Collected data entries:

//! Meshes and vertex layouts.
//!
//! [`Geometry`] is the CPU side of a mesh (vertices and indices) and can be
//! built and inspected without a GPU. [`Mesh`] holds the uploaded buffers.

use wgpu::util::DeviceExt;

/// Describes how a vertex type is laid out in a vertex buffer.
pub trait Vertex {
    fn desc() -> wgpu::VertexBufferLayout<'static>;
}

#[repr(C)]
#[derive(Copy, Clone, Debug, Default, PartialEq, bytemuck::Pod, bytemuck::Zeroable)]
pub struct ModelVertex {
    pub position: [f32; 3],
    pub tex_coords: [f32; 2],
    pub normal: [f32; 3],
}

impl Vertex for ModelVertex {
    fn desc() -> wgpu::VertexBufferLayout<'static> {
        use std::mem;
        wgpu::VertexBufferLayout {
            array_stride: mem::size_of::<ModelVertex>() as wgpu::BufferAddress,
            step_mode: wgpu::VertexStepMode::Vertex,
            attributes: &[
                wgpu::VertexAttribute {
                    offset: 0,
                    shader_location: 0,
                    format: wgpu::VertexFormat::Float32x3,
                },
                wgpu::VertexAttribute {
                    offset: mem::size_of::<[f32; 3]>() as wgpu::BufferAddress,
                    shader_location: 1,
                    format: wgpu::VertexFormat::Float32x2,
                },
                wgpu::VertexAttribute {
                    offset: mem::size_of::<[f32; 5]>() as wgpu::BufferAddress,
                    shader_location: 2,
                    format: wgpu::VertexFormat::Float32x3,
                },
            ],
        }
    }
}

/// Triangle list geometry. Texture coordinates use the wgpu convention
/// (`v = 0` is the top row of the image).
#[derive(Clone, Debug, Default, PartialEq)]
pub struct Geometry {
    pub name: String,
    pub vertices: Vec<ModelVertex>,
    pub indices: Vec<u32>,
}

impl Geometry {
    pub fn to_mesh(&self, device: &wgpu::Device) -> Mesh {
        let vertex_buffer = device.create_buffer_init(&wgpu::util::BufferInitDescriptor {
            label: Some(&format!("{:?} Vertex Buffer", self.name)),
            contents: bytemuck::cast_slice(&self.vertices),
            usage: wgpu::BufferUsages::VERTEX,
        });
        let index_buffer = device.create_buffer_init(&wgpu::util::BufferInitDescriptor {
            label: Some(&format!("{:?} Index Buffer", self.name)),
            contents: bytemuck::cast_slice(&self.indices),
            usage: wgpu::BufferUsages::INDEX,
        });
        Mesh {
            name: self.name.clone(),
            vertex_buffer,
            index_buffer,
            num_elements: self.indices.len() as u32,
        }
    }
}

/// Handle into a [`GeometryStore`].
#[derive(Copy, Clone, Debug, PartialEq, Eq, Hash)]
pub struct GeometryHandle(pub usize);

/// Owns every geometry of the scene. Nodes refer to entries by handle so that
/// several nodes (or instances) can share one geometry.
#[derive(Debug, Default)]
pub struct GeometryStore {
    items: Vec<Geometry>,
}

impl GeometryStore {
    pub fn insert(&mut self, geometry: Geometry) -> GeometryHandle {
        self.items.push(geometry);
        GeometryHandle(self.items.len() - 1)
    }

    pub fn get(&self, handle: GeometryHandle) -> Option<&Geometry> {
        self.items.get(handle.0)
    }

    pub fn len(&self) -> usize {
        self.items.len()
    }

    pub fn is_empty(&self) -> bool {
        self.items.is_empty()
    }
}

#[derive(Debug)]
pub struct Mesh {
    pub name: String,
    pub vertex_buffer: wgpu::Buffer,
    pub index_buffer: wgpu::Buffer,
    pub num_elements: u32,
}

pub trait DrawModel<'a> {
    fn draw_mesh_instanced(
        &mut self,
        mesh: &'a Mesh,
        material: &'a wgpu::BindGroup,
        instances: std::ops::Range<u32>,
        camera_bind_group: &'a wgpu::BindGroup,
        light_bind_group: &'a wgpu::BindGroup,
        fog_bind_group: &'a wgpu::BindGroup,
    );
}

impl<'a, 'b> DrawModel<'b> for wgpu::RenderPass<'a>
where
    'b: 'a,
{
    fn draw_mesh_instanced(
        &mut self,
        mesh: &'b Mesh,
        material: &'b wgpu::BindGroup,
        instances: std::ops::Range<u32>,
        camera_bind_group: &'b wgpu::BindGroup,
        light_bind_group: &'b wgpu::BindGroup,
        fog_bind_group: &'b wgpu::BindGroup,
    ) {
        self.set_vertex_buffer(0, mesh.vertex_buffer.slice(..));
        self.set_index_buffer(mesh.index_buffer.slice(..), wgpu::IndexFormat::Uint32);
        self.set_bind_group(0, material, &[]);
        self.set_bind_group(1, camera_bind_group, &[]);
        self.set_bind_group(2, light_bind_group, &[]);
        self.set_bind_group(3, fog_bind_group, &[]);
        self.draw_indexed(0..mesh.num_elements, 0, instances);
    }
}
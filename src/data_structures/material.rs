//! Material descriptors.
//!
//! Materials are plain values attached to mesh nodes. The renderer turns them
//! into bind groups and rebuilds those whenever a node's material changes.

use crate::data_structures::texture::TextureHandle;

/// Which faces of a mesh are drawn.
#[derive(Copy, Clone, Debug, Default, PartialEq, Eq)]
pub enum Side {
    #[default]
    Front,
    /// Only inward-facing triangles, used for the sky dome seen from inside.
    Back,
}

/// Physically based material as it comes out of a GLTF file.
#[derive(Clone, Debug, PartialEq)]
pub struct StandardMaterial {
    pub colour: [f32; 4],
    pub map: Option<TextureHandle>,
    pub normal_map: Option<TextureHandle>,
    pub metalness: f32,
    pub roughness: f32,
}

impl Default for StandardMaterial {
    fn default() -> Self {
        Self {
            colour: [1.0; 4],
            map: None,
            normal_map: None,
            metalness: 1.0,
            roughness: 1.0,
        }
    }
}

/// Two-band cel shading lit by the scene's directional light.
#[derive(Clone, Debug, PartialEq)]
pub struct ToonMaterial {
    pub colour: [f32; 4],
    pub map: Option<TextureHandle>,
}

impl Default for ToonMaterial {
    fn default() -> Self {
        Self {
            colour: [1.0; 4],
            map: None,
        }
    }
}

/// Unlit material.
#[derive(Clone, Debug, PartialEq)]
pub struct BasicMaterial {
    pub colour: [f32; 4],
    pub map: Option<TextureHandle>,
    pub side: Side,
}

#[derive(Clone, Debug, PartialEq)]
pub enum Material {
    Standard(StandardMaterial),
    Toon(ToonMaterial),
    Basic(BasicMaterial),
}

impl Material {
    pub fn map(&self) -> Option<TextureHandle> {
        match self {
            Material::Standard(m) => m.map,
            Material::Toon(m) => m.map,
            Material::Basic(m) => m.map,
        }
    }

    pub fn colour(&self) -> [f32; 4] {
        match self {
            Material::Standard(m) => m.colour,
            Material::Toon(m) => m.colour,
            Material::Basic(m) => m.colour,
        }
    }

    pub fn side(&self) -> Side {
        match self {
            Material::Basic(m) => m.side,
            _ => Side::Front,
        }
    }

    /**
     * The toon override keeps only the colour map. Base colour factors, normal
     * maps, metalness and roughness are dropped and the colour resets to white.
     */
    pub fn to_toon(&self) -> Material {
        Material::Toon(ToonMaterial {
            colour: [1.0; 4],
            map: self.map(),
        })
    }

    /// Rewrites every texture handle of the material. Handles mapped to `None` are dropped.
    pub fn remap_textures(&mut self, remap: impl Fn(TextureHandle) -> Option<TextureHandle>) {
        match self {
            Material::Standard(m) => {
                m.map = m.map.and_then(&remap);
                m.normal_map = m.normal_map.and_then(&remap);
            }
            Material::Toon(m) => m.map = m.map.and_then(&remap),
            Material::Basic(m) => m.map = m.map.and_then(&remap),
        }
    }

    pub fn is_toon(&self) -> bool {
        matches!(self, Material::Toon(_))
    }
}
impl SceneRenderer {
    pub fn new(ctx: &Context) -> Self {
        Self {
            blank: Texture::create_blank(&ctx.device, &ctx.queue),
            default_sampler: ctx.device.create_sampler(&wgpu::SamplerDescriptor {
                address_mode_u: wgpu::AddressMode::ClampToEdge,
                address_mode_v: wgpu::AddressMode::ClampToEdge,
                mag_filter: wgpu::FilterMode::Linear,
                min_filter: wgpu::FilterMode::Linear,
                ..Default::default()
            }),
            meshes: HashMap::new(),
            textures: HashMap::new(),
            nodes: HashMap::new(),
        }
    }

    fn upload_textures(&mut self, ctx: &Context, textures: &TextureStore) {
        for idx in 0..textures.len() {
            let handle = TextureHandle(idx);
            if self.textures.contains_key(&handle) {
                continue;
            }
            if let Some(slot) = textures.get(handle) {
                if let Load::Loaded(image) = &slot.image {
                    let texture = Texture::from_rgba(
                        &ctx.device,
                        &ctx.queue,
                        image,
                        Some(&slot.name),
                        slot.wrap_s,
                        slot.wrap_t,
                    );
                    log::debug!("uploaded texture {}", slot.name);
                    self.textures.insert(handle, texture);
                }
            }
        }
    }

    fn prepare_node(&mut self, ctx: &Context, textures: &TextureStore, instanced: &Instanced) {
        let raws: Vec<InstanceRaw> = instanced.instances.iter().map(Instance::to_raw).collect();
        let uniform = MaterialUniform::new(instanced.material, textures);
        let map_ready = instanced
            .material
            .map()
            .is_some_and(|handle| self.textures.contains_key(&handle));
        let maps = MaterialMaps {
            blank: &self.blank,
            sampler: &self.default_sampler,
            textures: &self.textures,
        };

        match self.nodes.get_mut(&instanced.id) {
            Some(node) if node.capacity >= raws.len() => {
                ctx.queue
                    .write_buffer(&node.instance_buffer, 0, bytemuck::cast_slice(&raws));
                node.amount = raws.len() as u32;
                ctx.queue
                    .write_buffer(&node.material_buffer, 0, bytemuck::cast_slice(&[uniform]));
                // rebuilt when the material was swapped or its colour map finished loading
                if node.material != *instanced.material || node.map_ready != map_ready {
                    node.bind_group = maps.bind_group(ctx, instanced.material, &node.material_buffer);
                    node.material = instanced.material.clone();
                    node.map_ready = map_ready;
                }
            }
            _ => {
                use wgpu::util::DeviceExt;

                let instance_buffer = ctx.device.create_buffer_init(&wgpu::util::BufferInitDescriptor {
                    label: Some("Instance Buffer"),
                    contents: bytemuck::cast_slice(&raws),
                    usage: wgpu::BufferUsages::VERTEX | wgpu::BufferUsages::COPY_DST,
                });
                let material_buffer = ctx.device.create_buffer_init(&wgpu::util::BufferInitDescriptor {
                    label: Some("Material Buffer"),
                    contents: bytemuck::cast_slice(&[uniform]),
                    usage: wgpu::BufferUsages::UNIFORM | wgpu::BufferUsages::COPY_DST,
                });
                let bind_group = maps.bind_group(ctx, instanced.material, &material_buffer);
                self.nodes.insert(
                    instanced.id,
                    NodeResources {
                        instance_buffer,
                        capacity: raws.len(),
                        amount: raws.len() as u32,
                        material: instanced.material.clone(),
                        map_ready,
                        material_buffer,
                        bind_group,
                    },
                );
            }
        }
    }

    /// Brings the GPU caches up to date with `scene`.
    pub fn prepare(&mut self, ctx: &Context, scene: &SceneState) {
        self.upload_textures(ctx, &scene.textures);
        for instanced in scene.graph.get_render() {
            if instanced.instances.is_empty() {
                continue;
            }
            if !self.meshes.contains_key(&instanced.geometry) {
                match scene.geometries.get(instanced.geometry) {
                    Some(geometry) => {
                        self.meshes
                            .insert(instanced.geometry, geometry.to_mesh(&ctx.device));
                    }
                    None => {
                        log::warn!("node {} refers to a missing geometry", instanced.id);
                        continue;
                    }
                }
            }
            self.prepare_node(ctx, &scene.textures, &instanced);
        }
    }

    /// Records the draw calls for `scene` into an already configured render pass.
    pub fn draw<'pass>(
        &'pass self,
        ctx: &'pass Context,
        scene: &SceneState,
        render_pass: &mut wgpu::RenderPass<'pass>,
    ) {
        let mut toons: Vec<Instanced> = Vec::new();
        let mut basics: Vec<Instanced> = Vec::new();
        Render::from(&scene.graph).set_pipelines(&mut toons, &mut basics);

        let batches = toons
            .iter()
            .map(|instanced| (&ctx.pipelines.toon, instanced))
            .chain(
                basics
                    .iter()
                    .map(|instanced| (ctx.pipelines.for_material(instanced.material), instanced)),
            );
        for (pipeline, instanced) in batches {
            let (Some(node), Some(mesh)) = (
                self.nodes.get(&instanced.id),
                self.meshes.get(&instanced.geometry),
            ) else {
                continue;
            };
            if node.amount == 0 {
                log::warn!("you attempted to render something with zero instances");
                continue;
            }
            render_pass.set_pipeline(pipeline);
            render_pass.set_vertex_buffer(1, node.instance_buffer.slice(..));
            render_pass.draw_mesh_instanced(
                mesh,
                &node.bind_group,
                0..node.amount,
                &ctx.camera.bind_group,
                &ctx.light.bind_group,
                &ctx.fog.bind_group,
            );
        }
    }

    /// Renders one frame of `scene` into `view`.
    pub fn render(&mut self, ctx: &Context, scene: &SceneState, view: &wgpu::TextureView, depth: &wgpu::TextureView) {
        self.prepare(ctx, scene);

        let mut encoder = ctx
            .device
            .create_command_encoder(&wgpu::CommandEncoderDescriptor {
                label: Some("Render Encoder"),
            });
        {
            let mut render_pass = encoder.begin_render_pass(&wgpu::RenderPassDescriptor {
                label: Some("Render Pass"),
                color_attachments: &[Some(wgpu::RenderPassColorAttachment {
                    view,
                    resolve_target: None,
                    ops: wgpu::Operations {
                        load: wgpu::LoadOp::Clear(ctx.clear_colour),
                        store: wgpu::StoreOp::Store,
                    },
                    depth_slice: None,
                })],
                depth_stencil_attachment: Some(wgpu::RenderPassDepthStencilAttachment {
                    view: depth,
                    depth_ops: Some(wgpu::Operations {
                        load: wgpu::LoadOp::Clear(1.0),
                        store: wgpu::StoreOp::Store,
                    }),
                    stencil_ops: None,
                }),
                occlusion_query_set: None,
                timestamp_writes: None,
                multiview_mask: None,
            });
            self.draw(ctx, scene, &mut render_pass);
        }
        ctx.queue.submit(std::iter::once(encoder.finish()));
    }

    /// Renders `scene` off-screen and reads the pixels back.
    #[cfg(feature = "integration-tests")]
    pub async fn render_to_image(&mut self, ctx: &Context, scene: &SceneState) -> anyhow::Result<image::RgbaImage> {
        let (width, height) = (ctx.config.width, ctx.config.height);
        let extent = wgpu::Extent3d {
            width,
            height,
            depth_or_array_layers: 1,
        };
        let target = ctx.device.create_texture(&wgpu::TextureDescriptor {
            label: Some("Golden Image Test Output Texture"),
            size: extent,
            mip_level_count: 1,
            sample_count: 1,
            dimension: wgpu::TextureDimension::D2,
            format: ctx.config.format,
            usage: wgpu::TextureUsages::COPY_SRC | wgpu::TextureUsages::RENDER_ATTACHMENT,
            view_formats: &[],
        });
        let view = target.create_view(&wgpu::TextureViewDescriptor::default());
        self.render(ctx, scene, &view, &ctx.depth_texture.view);

        // Rows of a texture-to-buffer copy are aligned to 256 bytes
        let unpadded_row = 4 * width;
        let align = wgpu::COPY_BYTES_PER_ROW_ALIGNMENT;
        let padded_row = unpadded_row.div_ceil(align) * align;
        let output_buffer = ctx.device.create_buffer(&wgpu::BufferDescriptor {
            size: (padded_row * height) as wgpu::BufferAddress,
            usage: wgpu::BufferUsages::COPY_DST | wgpu::BufferUsages::MAP_READ,
            label: None,
            mapped_at_creation: false,
        });
        let mut encoder = ctx
            .device
            .create_command_encoder(&wgpu::CommandEncoderDescriptor { label: None });
        encoder.copy_texture_to_buffer(
            wgpu::TexelCopyTextureInfo {
                aspect: wgpu::TextureAspect::All,
                texture: &target,
                mip_level: 0,
                origin: wgpu::Origin3d::ZERO,
            },
            wgpu::TexelCopyBufferInfo {
                buffer: &output_buffer,
                layout: wgpu::TexelCopyBufferLayout {
                    offset: 0,
                    bytes_per_row: Some(padded_row),
                    rows_per_image: Some(height),
                },
            },
            extent,
        );
        ctx.queue.submit(std::iter::once(encoder.finish()));

        let (tx, rx) = futures_intrusive::channel::shared::oneshot_channel();
        let buffer_slice = output_buffer.slice(..);
        buffer_slice.map_async(wgpu::MapMode::Read, move |result| {
            tx.send(result).ok();
        });
        ctx.device.poll(wgpu::PollType::Wait {
            submission_index: None,
            timeout: Some(std::time::Duration::from_secs(3)),
        })?;
        rx.receive()
            .await
            .ok_or_else(|| anyhow::anyhow!("readback channel closed"))??;

        let data = buffer_slice.get_mapped_range();
        let pixels: Vec<u8> = data
            .chunks(padded_row as usize)
            .flat_map(|row| row[..unpadded_row as usize].iter().copied())
            .collect();
        drop(data);
        output_buffer.unmap();
        image::RgbaImage::from_raw(width, height, pixels)
            .ok_or_else(|| anyhow::anyhow!("readback has the wrong size"))
    }
}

Work required:
Among the entries above, how many lines include "impl"? State the number and nothing else.

Your solution:
9